Provided data ::
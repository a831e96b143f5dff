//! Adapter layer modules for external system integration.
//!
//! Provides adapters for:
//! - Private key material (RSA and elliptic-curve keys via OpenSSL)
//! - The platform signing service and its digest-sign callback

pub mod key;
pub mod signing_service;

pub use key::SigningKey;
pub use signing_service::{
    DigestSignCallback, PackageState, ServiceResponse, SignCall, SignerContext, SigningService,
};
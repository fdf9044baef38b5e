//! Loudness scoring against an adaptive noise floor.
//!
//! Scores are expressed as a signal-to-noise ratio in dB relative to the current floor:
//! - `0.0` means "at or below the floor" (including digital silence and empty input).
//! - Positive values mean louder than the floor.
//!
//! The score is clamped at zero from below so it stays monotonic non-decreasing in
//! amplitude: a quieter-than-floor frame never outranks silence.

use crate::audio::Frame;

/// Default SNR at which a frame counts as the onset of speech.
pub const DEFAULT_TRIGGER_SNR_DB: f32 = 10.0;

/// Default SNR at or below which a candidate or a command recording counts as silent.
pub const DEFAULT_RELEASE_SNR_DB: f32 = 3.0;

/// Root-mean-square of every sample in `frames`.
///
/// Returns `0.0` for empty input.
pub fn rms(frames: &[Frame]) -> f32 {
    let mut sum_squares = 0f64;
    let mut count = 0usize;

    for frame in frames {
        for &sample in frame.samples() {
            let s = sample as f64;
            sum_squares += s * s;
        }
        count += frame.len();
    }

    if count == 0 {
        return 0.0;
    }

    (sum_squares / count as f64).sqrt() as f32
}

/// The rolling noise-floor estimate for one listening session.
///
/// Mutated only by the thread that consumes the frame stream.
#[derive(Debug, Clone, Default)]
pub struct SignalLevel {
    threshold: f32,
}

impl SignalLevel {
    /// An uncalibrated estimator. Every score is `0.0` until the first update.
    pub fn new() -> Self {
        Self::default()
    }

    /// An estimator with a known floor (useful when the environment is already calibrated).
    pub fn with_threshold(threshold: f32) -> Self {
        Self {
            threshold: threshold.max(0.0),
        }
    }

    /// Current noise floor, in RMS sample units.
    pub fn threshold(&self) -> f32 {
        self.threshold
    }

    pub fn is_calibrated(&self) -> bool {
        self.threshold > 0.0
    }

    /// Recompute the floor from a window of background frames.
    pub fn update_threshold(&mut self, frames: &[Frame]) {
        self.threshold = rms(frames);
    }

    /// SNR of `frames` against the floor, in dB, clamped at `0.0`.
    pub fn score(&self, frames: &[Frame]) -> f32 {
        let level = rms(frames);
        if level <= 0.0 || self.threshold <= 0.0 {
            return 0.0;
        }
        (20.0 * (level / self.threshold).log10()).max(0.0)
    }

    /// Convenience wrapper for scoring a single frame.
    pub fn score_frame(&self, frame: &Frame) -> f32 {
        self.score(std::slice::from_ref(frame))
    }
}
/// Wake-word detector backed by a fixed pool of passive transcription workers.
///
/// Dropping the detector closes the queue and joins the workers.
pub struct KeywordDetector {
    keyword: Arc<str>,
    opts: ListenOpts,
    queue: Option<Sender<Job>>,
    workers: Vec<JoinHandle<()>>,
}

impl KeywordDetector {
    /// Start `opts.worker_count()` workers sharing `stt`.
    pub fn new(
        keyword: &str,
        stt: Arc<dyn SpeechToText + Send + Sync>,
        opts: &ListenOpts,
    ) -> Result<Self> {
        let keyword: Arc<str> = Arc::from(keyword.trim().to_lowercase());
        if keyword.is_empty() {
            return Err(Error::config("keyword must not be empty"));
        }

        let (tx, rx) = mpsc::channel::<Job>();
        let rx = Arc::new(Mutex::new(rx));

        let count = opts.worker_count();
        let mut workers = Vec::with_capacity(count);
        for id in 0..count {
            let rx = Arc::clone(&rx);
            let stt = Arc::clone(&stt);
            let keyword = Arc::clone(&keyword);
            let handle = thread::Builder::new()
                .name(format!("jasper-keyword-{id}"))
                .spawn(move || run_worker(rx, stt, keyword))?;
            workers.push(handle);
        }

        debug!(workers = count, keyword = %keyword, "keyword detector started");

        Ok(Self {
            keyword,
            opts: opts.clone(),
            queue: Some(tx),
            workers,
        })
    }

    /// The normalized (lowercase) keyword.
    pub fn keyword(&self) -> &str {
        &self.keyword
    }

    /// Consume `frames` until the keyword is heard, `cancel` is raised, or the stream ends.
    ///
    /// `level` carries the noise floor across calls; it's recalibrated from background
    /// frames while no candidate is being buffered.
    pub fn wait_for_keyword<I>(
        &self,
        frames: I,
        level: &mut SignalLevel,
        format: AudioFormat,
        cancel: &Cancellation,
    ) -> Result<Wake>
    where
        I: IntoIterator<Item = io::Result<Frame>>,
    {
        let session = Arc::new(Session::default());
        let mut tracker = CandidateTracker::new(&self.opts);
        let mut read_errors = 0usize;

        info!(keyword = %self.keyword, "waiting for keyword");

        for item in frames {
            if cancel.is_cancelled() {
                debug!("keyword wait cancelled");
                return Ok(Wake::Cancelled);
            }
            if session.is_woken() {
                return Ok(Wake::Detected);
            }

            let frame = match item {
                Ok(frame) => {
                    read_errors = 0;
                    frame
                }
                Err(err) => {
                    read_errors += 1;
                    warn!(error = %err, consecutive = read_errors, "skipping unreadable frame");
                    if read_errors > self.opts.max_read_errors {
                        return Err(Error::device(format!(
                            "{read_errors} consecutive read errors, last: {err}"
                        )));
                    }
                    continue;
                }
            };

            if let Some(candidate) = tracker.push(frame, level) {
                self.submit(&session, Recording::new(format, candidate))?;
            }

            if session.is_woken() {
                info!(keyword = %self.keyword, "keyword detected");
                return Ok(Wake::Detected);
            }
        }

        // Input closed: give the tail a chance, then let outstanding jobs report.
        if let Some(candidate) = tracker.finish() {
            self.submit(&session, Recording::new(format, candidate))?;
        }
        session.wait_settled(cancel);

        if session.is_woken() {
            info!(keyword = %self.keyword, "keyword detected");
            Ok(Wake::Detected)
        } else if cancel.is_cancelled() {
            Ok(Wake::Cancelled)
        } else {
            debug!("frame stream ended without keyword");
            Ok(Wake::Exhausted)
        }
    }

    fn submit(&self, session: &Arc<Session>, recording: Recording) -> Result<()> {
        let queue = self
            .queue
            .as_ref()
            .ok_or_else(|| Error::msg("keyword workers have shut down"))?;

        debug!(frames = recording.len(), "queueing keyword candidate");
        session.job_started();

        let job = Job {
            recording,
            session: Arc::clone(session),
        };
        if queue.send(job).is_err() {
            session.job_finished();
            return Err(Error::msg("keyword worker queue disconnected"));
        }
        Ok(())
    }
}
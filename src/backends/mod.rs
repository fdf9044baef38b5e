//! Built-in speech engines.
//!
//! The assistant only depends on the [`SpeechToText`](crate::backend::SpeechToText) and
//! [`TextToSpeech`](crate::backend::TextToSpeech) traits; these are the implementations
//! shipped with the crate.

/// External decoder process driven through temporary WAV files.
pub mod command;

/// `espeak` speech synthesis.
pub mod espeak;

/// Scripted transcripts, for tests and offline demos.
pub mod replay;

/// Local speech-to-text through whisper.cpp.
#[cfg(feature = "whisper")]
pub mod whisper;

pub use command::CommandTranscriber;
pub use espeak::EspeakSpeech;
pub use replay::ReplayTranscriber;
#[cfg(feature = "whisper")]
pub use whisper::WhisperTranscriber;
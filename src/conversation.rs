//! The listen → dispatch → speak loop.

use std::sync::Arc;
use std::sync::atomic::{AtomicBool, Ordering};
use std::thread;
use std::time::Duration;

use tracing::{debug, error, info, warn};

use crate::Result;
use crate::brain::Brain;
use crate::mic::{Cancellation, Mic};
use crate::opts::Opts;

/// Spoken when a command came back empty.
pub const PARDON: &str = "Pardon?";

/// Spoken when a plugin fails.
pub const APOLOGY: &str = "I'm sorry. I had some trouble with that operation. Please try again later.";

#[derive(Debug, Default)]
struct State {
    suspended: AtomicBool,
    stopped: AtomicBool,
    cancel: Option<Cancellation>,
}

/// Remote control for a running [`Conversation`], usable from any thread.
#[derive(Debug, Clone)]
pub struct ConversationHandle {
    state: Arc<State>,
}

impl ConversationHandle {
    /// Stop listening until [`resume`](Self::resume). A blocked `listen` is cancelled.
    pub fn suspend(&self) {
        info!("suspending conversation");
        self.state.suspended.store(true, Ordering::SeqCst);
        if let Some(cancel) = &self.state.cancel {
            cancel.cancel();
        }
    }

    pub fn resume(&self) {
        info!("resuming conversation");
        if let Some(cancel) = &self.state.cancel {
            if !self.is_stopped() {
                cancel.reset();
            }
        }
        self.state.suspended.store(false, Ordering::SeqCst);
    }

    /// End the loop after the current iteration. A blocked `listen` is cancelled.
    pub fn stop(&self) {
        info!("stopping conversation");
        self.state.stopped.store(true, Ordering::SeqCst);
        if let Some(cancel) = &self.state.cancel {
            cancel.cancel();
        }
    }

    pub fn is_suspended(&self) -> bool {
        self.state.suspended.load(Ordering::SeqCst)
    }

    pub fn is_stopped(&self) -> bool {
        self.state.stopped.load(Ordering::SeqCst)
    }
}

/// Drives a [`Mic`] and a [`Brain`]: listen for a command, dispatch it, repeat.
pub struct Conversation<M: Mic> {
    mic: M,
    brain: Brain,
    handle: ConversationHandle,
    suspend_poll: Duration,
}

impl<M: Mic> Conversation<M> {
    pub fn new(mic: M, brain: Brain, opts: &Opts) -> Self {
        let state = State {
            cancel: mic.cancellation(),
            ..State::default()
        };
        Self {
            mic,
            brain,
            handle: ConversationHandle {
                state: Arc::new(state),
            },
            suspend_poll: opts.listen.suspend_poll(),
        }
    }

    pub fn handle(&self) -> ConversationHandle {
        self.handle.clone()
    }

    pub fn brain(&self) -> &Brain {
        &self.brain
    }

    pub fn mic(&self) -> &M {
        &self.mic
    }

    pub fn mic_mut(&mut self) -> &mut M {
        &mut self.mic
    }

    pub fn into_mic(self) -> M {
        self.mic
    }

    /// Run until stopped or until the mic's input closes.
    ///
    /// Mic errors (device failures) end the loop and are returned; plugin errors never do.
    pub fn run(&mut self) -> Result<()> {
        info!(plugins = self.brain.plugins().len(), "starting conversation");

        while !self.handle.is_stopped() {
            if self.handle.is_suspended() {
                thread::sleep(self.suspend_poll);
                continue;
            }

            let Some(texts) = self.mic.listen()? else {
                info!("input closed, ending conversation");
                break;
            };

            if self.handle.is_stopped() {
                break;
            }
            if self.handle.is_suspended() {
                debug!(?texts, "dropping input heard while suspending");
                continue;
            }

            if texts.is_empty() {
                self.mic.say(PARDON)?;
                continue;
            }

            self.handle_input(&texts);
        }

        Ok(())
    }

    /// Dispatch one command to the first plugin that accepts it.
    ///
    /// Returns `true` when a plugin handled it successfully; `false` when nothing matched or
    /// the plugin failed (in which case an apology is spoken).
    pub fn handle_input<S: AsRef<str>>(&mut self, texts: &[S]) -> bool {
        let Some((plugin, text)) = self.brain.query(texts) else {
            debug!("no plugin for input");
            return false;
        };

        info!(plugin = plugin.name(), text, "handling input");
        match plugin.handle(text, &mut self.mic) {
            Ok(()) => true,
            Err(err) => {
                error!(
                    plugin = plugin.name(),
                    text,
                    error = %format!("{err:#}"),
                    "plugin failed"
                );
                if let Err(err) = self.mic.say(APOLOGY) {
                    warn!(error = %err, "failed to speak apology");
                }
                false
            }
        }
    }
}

Activity ::
Exactly as written, please transcribe the lines from the start of the records above to the line that holds "if count == 0", both ends included.

Exercise output ::
repository a831e96b143f5dff
//! Adapter layer modules for external system integration.
//!
//! Provides adapters for:
//! - Private key material (RSA and elliptic-curve keys via OpenSSL)
//! - The platform signing service and its digest-sign callback

pub mod key;
pub mod signing_service;

pub use key::SigningKey;
pub use signing_service::{
    DigestSignCallback, PackageState, ServiceResponse, SignCall, SignerContext, SigningService,
};
repository fdf9044baef38b5e
//! Loudness scoring against an adaptive noise floor.
//!
//! Scores are expressed as a signal-to-noise ratio in dB relative to the current floor:
//! - `0.0` means "at or below the floor" (including digital silence and empty input).
//! - Positive values mean louder than the floor.
//!
//! The score is clamped at zero from below so it stays monotonic non-decreasing in
//! amplitude: a quieter-than-floor frame never outranks silence.

use crate::audio::Frame;

/// Default SNR at which a frame counts as the onset of speech.
pub const DEFAULT_TRIGGER_SNR_DB: f32 = 10.0;

/// Default SNR at or below which a candidate or a command recording counts as silent.
pub const DEFAULT_RELEASE_SNR_DB: f32 = 3.0;

/// Root-mean-square of every sample in `frames`.
///
/// Returns `0.0` for empty input.
pub fn rms(frames: &[Frame]) -> f32 {
    let mut sum_squares = 0f64;
    let mut count = 0usize;

    for frame in frames {
        for &sample in frame.samples() {
            let s = sample as f64;
            sum_squares += s * s;
        }
        count += frame.len();
    }

    if count == 0 {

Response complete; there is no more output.